S’il est le seul homme en noir dont le patronyme soit célèbre en France,
c’est que monsieur Wurtz n’était pas un arbitre. C’était un
artiste. « Robert Wurtz se produira demain soir au stade de
Gerland », pouvait-on lire dans Le Progrès. On allait au stade
pour le voir, autant que les 22 joueurs qui gravitaient autour de lui.
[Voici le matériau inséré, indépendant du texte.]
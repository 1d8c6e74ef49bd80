//! Sans-IO MTProto authorization key generation.
//!
//! # Flow
//!
//! ```text
//! let (req, s1) = authentication::step1()?;
//! // send req, receive resp
//! let (req, s2) = authentication::step2(s1, resp, dc_id, &trusted)?;
//! // send req, receive resp
//! let (req, s3) = authentication::step3(s2, resp)?;
//! // send req, receive resp
//! let done = authentication::finish(s3, resp)?;
//! // done.auth_key is ready
//! ```
//!
//! Every step checks that the server echoed our nonces. The caller restarts
//! from [`step1`] when [`NegotiationError::VerificationFailed`] is returned.

use std::fmt;
use std::time::{SystemTime, UNIX_EPOCH};

use num_bigint::BigUint;
use strand_crypto::rsa::TrustedKeys;
use strand_crypto::{AuthKey, CryptoError, aes, dh, factorize, generate_key_data_from_nonce, random_bytes, rsa, sha1};
use strand_tl::{Cursor, Deserializable, Serializable, enums, functions, types};

// ─── Error ────────────────────────────────────────────────────────────────────

/// Errors that can occur during auth key generation.
#[derive(Clone, Debug, PartialEq)]
pub enum NegotiationError {
    InvalidNonce { got: [u8; 16], expected: [u8; 16] },
    InvalidServerNonce { got: [u8; 16], expected: [u8; 16] },
    InvalidPqSize { size: usize },
    /// `pq` did not split into two factors.
    Factorization { pq: u64 },
    /// None of the offered fingerprints belongs to a trusted key.
    NoTrustedKey { offered: Vec<i64> },
    /// The server answered `server_DH_params_fail`.
    DhParamsFail,
    EncryptedResponseNotPadded { len: usize },
    InvalidDhInnerData { error: strand_tl::deserialize::Error },
    InvalidAnswerHash { got: [u8; 20], expected: [u8; 20] },
    /// The DH group or a public value failed validation.
    InsecureParameters(CryptoError),
    /// `new_nonce_hash` mismatch, `dh_gen_retry` or `dh_gen_fail`.
    VerificationFailed { reason: &'static str },
    /// Randomness or RSA encryption failed locally.
    Crypto(CryptoError),
}

impl std::error::Error for NegotiationError {}

impl fmt::Display for NegotiationError {
    fn fmt(&self, f: &mut fmt::Formatter<'_>) -> fmt::Result {
        match self {
            Self::InvalidNonce { got, expected } => {
                write!(f, "nonce mismatch: got {got:?}, expected {expected:?}")
            }
            Self::InvalidServerNonce { got, expected } => {
                write!(f, "server_nonce mismatch: got {got:?}, expected {expected:?}")
            }
            Self::InvalidPqSize { size } => write!(f, "pq size {size} invalid (expected 8)"),
            Self::Factorization { pq } => write!(f, "could not factorize pq={pq}"),
            Self::NoTrustedKey { offered } => write!(f, "no trusted key among fingerprints {offered:?}"),
            Self::DhParamsFail => write!(f, "server returned DH params failure"),
            Self::EncryptedResponseNotPadded { len } => {
                write!(f, "encrypted answer len {len} is not 16-byte aligned")
            }
            Self::InvalidDhInnerData { error } => write!(f, "DH inner data deserialization error: {error}"),
            Self::InvalidAnswerHash { got, expected } => {
                write!(f, "answer hash mismatch: got {got:?}, expected {expected:?}")
            }
            Self::InsecureParameters(e) => write!(f, "{e}"),
            Self::VerificationFailed { reason } => write!(f, "key verification failed: {reason}"),
            Self::Crypto(e) => write!(f, "crypto: {e}"),
        }
    }
}

impl From<CryptoError> for NegotiationError {
    fn from(e: CryptoError) -> Self { Self::Crypto(e) }
}

// ─── Step state ──────────────────────────────────────────────────────────────

/// State after step 1.
pub struct Step1 {
    nonce: [u8; 16],
}

/// State after step 2.
pub struct Step2 {
    nonce: [u8; 16],
    server_nonce: [u8; 16],
    new_nonce: [u8; 32],
}

/// State after step 3.
pub struct Step3 {
    nonce: [u8; 16],
    server_nonce: [u8; 16],
    new_nonce: [u8; 32],
    gab: BigUint,
    time_offset: i32,
}

/// The final output of a successful auth key handshake.
#[derive(Clone, Debug, PartialEq)]
pub struct Finished {
    /// The 256-byte authorization key.
    pub auth_key: [u8; 256],
    /// Clock skew in seconds relative to the server.
    pub time_offset: i32,
    /// Initial server salt.
    pub first_salt: i64,
}

// ─── Step 1: req_pq_multi ────────────────────────────────────────────────────

/// Generate a `req_pq_multi` request. Returns the request + opaque state.
pub fn step1() -> Result<(functions::ReqPqMulti, Step1), NegotiationError> {
    let nonce = random_bytes::<16>()?;
    Ok((functions::ReqPqMulti { nonce }, Step1 { nonce }))
}

// ─── Step 2: req_DH_params ───────────────────────────────────────────────────

/// Process `ResPQ` and generate `req_DH_params` for data center `dc_id`.
pub fn step2(
    data: Step1,
    response: types::ResPq,
    dc_id: i32,
    trusted: &TrustedKeys,
) -> Result<(functions::ReqDhParams, Step2), NegotiationError> {
    do_step2(data, response, dc_id, trusted, &random_bytes::<256>()?)
}

fn do_step2(
    data: Step1,
    res_pq: types::ResPq,
    dc_id: i32,
    trusted: &TrustedKeys,
    random: &[u8; 256],
) -> Result<(functions::ReqDhParams, Step2), NegotiationError> {
    let Step1 { nonce } = data;
    check_nonce(&res_pq.nonce, &nonce)?;

    let pq_bytes: [u8; 8] = res_pq
        .pq
        .as_slice()
        .try_into()
        .map_err(|_| NegotiationError::InvalidPqSize { size: res_pq.pq.len() })?;
    let pq = u64::from_be_bytes(pq_bytes);
    let (p, q) = factorize(pq).ok_or(NegotiationError::Factorization { pq })?;

    let key = trusted.select(&res_pq.server_public_key_fingerprints).map_err(|_| {
        NegotiationError::NoTrustedKey { offered: res_pq.server_public_key_fingerprints.clone() }
    })?;

    let mut new_nonce = [0u8; 32];
    new_nonce.copy_from_slice(&random[..32]);
    let mut rsa_random = [0u8; 224];
    rsa_random.copy_from_slice(&random[32..]);

    let p_bytes = trim_be(p);
    let q_bytes = trim_be(q);

    let pq_inner = types::PQInnerDataDc {
        pq: pq_bytes.to_vec(),
        p: p_bytes.clone(),
        q: q_bytes.clone(),
        nonce,
        server_nonce: res_pq.server_nonce,
        new_nonce,
        dc: dc_id,
    }
    .to_bytes();

    let encrypted_data = rsa::encrypt_hashed(&pq_inner, key, &rsa_random)?;
    log::debug!("[strand] step2: pq factorized, using key {:#x}", key.fingerprint());

    Ok((
        functions::ReqDhParams {
            nonce,
            server_nonce: res_pq.server_nonce,
            p: p_bytes,
            q: q_bytes,
            public_key_fingerprint: key.fingerprint(),
            encrypted_data,
        },
        Step2 { nonce, server_nonce: res_pq.server_nonce, new_nonce },
    ))
}

fn trim_be(v: u64) -> Vec<u8> {
    let b = v.to_be_bytes();
    let skip = b.iter().position(|&x| x != 0).unwrap_or(7);
    b[skip..].to_vec()
}

// ─── Step 3: set_client_DH_params ────────────────────────────────────────────

/// Process `Server_DH_Params` and generate `set_client_DH_params`.
pub fn step3(
    data: Step2,
    response: enums::ServerDhParams,
) -> Result<(functions::SetClientDhParams, Step3), NegotiationError> {
    let now = SystemTime::now().duration_since(UNIX_EPOCH).unwrap_or_default().as_secs() as i32;
    do_step3(data, response, &random_bytes::<272>()?, now)
}

fn do_step3(
    data: Step2,
    response: enums::ServerDhParams,
    random: &[u8; 272],
    now: i32,
) -> Result<(functions::SetClientDhParams, Step3), NegotiationError> {
    let Step2 { nonce, server_nonce, new_nonce } = data;

    let mut server_dh_ok = match response {
        enums::ServerDhParams::Fail(f) => {
            check_nonce(&f.nonce, &nonce)?;
            check_server_nonce(&f.server_nonce, &server_nonce)?;
            let digest = sha1!(new_nonce);
            if f.new_nonce_hash[..] != digest[4..] {
                return Err(NegotiationError::VerificationFailed { reason: "server_DH_params_fail hash mismatch" });
            }
            return Err(NegotiationError::DhParamsFail);
        }
        enums::ServerDhParams::Ok(x) => x,
    };

    check_nonce(&server_dh_ok.nonce, &nonce)?;
    check_server_nonce(&server_dh_ok.server_nonce, &server_nonce)?;

    let len = server_dh_ok.encrypted_answer.len();
    if len % 16 != 0 || len < 32 {
        return Err(NegotiationError::EncryptedResponseNotPadded { len });
    }

    let (key, iv) = generate_key_data_from_nonce(&server_nonce, &new_nonce);
    aes::ige_decrypt(&mut server_dh_ok.encrypted_answer, &key, &iv);
    let plain = server_dh_ok.encrypted_answer;

    let mut got_hash = [0u8; 20];
    got_hash.copy_from_slice(&plain[..20]);
    let mut cursor = Cursor::from_slice(&plain[20..]);
    let inner = types::ServerDhInnerData::deserialize(&mut cursor)
        .map_err(|error| NegotiationError::InvalidDhInnerData { error })?;

    let expected_hash = sha1!(&plain[20..20 + cursor.pos()]);
    if got_hash != expected_hash {
        return Err(NegotiationError::InvalidAnswerHash { got: got_hash, expected: expected_hash });
    }

    check_nonce(&inner.nonce, &nonce)?;
    check_server_nonce(&inner.server_nonce, &server_nonce)?;

    let g = u32::try_from(inner.g).map_err(|_| {
        NegotiationError::InsecureParameters(CryptoError::InvalidDhParameters { reason: "generator outside 2..=7" })
    })?;
    let dh_prime = BigUint::from_bytes_be(&inner.dh_prime);
    let g_a = BigUint::from_bytes_be(&inner.g_a);
    let b = BigUint::from_bytes_be(&random[..256]);

    let (g_b, gab) =
        dh::compute_shared_secret(g, &dh_prime, &b, &g_a).map_err(NegotiationError::InsecureParameters)?;
    let time_offset = inner.server_time.wrapping_sub(now);

    let client_dh_inner = types::ClientDhInnerData {
        nonce,
        server_nonce,
        retry_id: 0,
        g_b: g_b.to_bytes_be(),
    }
    .to_bytes();

    let digest = sha1!(&client_dh_inner);
    let pad_len = (16 - ((20 + client_dh_inner.len()) % 16)) % 16;

    let mut hashed = Vec::with_capacity(20 + client_dh_inner.len() + pad_len);
    hashed.extend_from_slice(&digest);
    hashed.extend_from_slice(&client_dh_inner);
    hashed.extend_from_slice(&random[256..256 + pad_len]);

    aes::ige_encrypt(&mut hashed, &key, &iv);

    Ok((
        functions::SetClientDhParams { nonce, server_nonce, encrypted_data: hashed },
        Step3 { nonce, server_nonce, new_nonce, gab, time_offset },
    ))
}

// ─── finish: create_key ──────────────────────────────────────────────────────

/// Finalise the handshake. Returns the ready [`Finished`] on success.
pub fn finish(data: Step3, response: enums::SetClientDhParamsAnswer) -> Result<Finished, NegotiationError> {
    let Step3 { nonce, server_nonce, new_nonce, gab, time_offset } = data;

    let (answer_nonce, answer_server_nonce, hash, num) = match response {
        enums::SetClientDhParamsAnswer::DhGenOk(x) => (x.nonce, x.server_nonce, x.new_nonce_hash1, 1),
        enums::SetClientDhParamsAnswer::DhGenRetry(x) => (x.nonce, x.server_nonce, x.new_nonce_hash2, 2),
        enums::SetClientDhParamsAnswer::DhGenFail(x) => (x.nonce, x.server_nonce, x.new_nonce_hash3, 3),
    };

    check_nonce(&answer_nonce, &nonce)?;
    check_server_nonce(&answer_server_nonce, &server_nonce)?;

    let mut key_bytes = [0u8; 256];
    let gab_bytes = gab.to_bytes_be();
    let skip = 256usize.saturating_sub(gab_bytes.len());
    key_bytes[skip..].copy_from_slice(&gab_bytes[gab_bytes.len().saturating_sub(256)..]);

    let auth_key = AuthKey::from_bytes(key_bytes);
    if auth_key.calc_new_nonce_hash(&new_nonce, num) != hash {
        return Err(NegotiationError::VerificationFailed { reason: "new_nonce_hash mismatch" });
    }

    match num {
        1 => {
            let mut salt = [0u8; 8];
            for ((dst, a), b) in salt.iter_mut().zip(&new_nonce[..8]).zip(&server_nonce[..8]) {
                *dst = a ^ b;
            }
            Ok(Finished { auth_key: key_bytes, time_offset, first_salt: i64::from_le_bytes(salt) })
        }
        2 => Err(NegotiationError::VerificationFailed { reason: "server asked for dh_gen_retry" }),
        _ => Err(NegotiationError::VerificationFailed { reason: "server answered dh_gen_fail" }),
    }
}

// ─── Helpers ─────────────────────────────────────────────────────────────────

fn check_nonce(got: &[u8; 16], expected: &[u8; 16]) -> Result<(), NegotiationError> {
    if got == expected {
        Ok(())
    } else {
        Err(NegotiationError::InvalidNonce { got: *got, expected: *expected })
    }
}

fn check_server_nonce(got: &[u8; 16], expected: &[u8; 16]) -> Result<(), NegotiationError> {
    if got == expected {
        Ok(())
    } else {
        Err(NegotiationError::InvalidServerNonce { got: *got, expected: *expected })
    }
}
Fils d’un clarinettiste et d’une artiste des chœurs à l’opéra du Rhin, Robert
Wurtz était un spectacle à lui tout seul, comme il le répète souvent, de sa
voix qui rappelle celle de Frédéric Mitterrand, l’accent alsacien en
plus : « Je faisais du théâtre là où il est interdit d’en
faire. »
Le Strasbourgeois se laissait volontairement décrocher des actions pour les
rattraper grâce à des sprints tonitruants, la foulée ample et bondissante. S’il
était sur la trajectoire d’une passe latérale, il esquivait le ballon à la
façon d’un torero, surtout lorsqu’il arbitrait à Nîmes. Pour détendre une
atmosphère hostile, il s’allongeait sur le terrain et faisait le mort, où
s’agenouillait devant un joueur ou un entraîneur pour l’implorer de garder son
calme, comme il le fit lors d’un PSG-Auxerre au Parc des Princes devant Guy
Roux, lequel, image mémorable, s’agenouilla à son tour. Wurtz quittait parfois
la pelouse sous l’ovation du public, auquel il répondait en serrant le poing
comme pour dire que c’est lui qui avait gagné le match.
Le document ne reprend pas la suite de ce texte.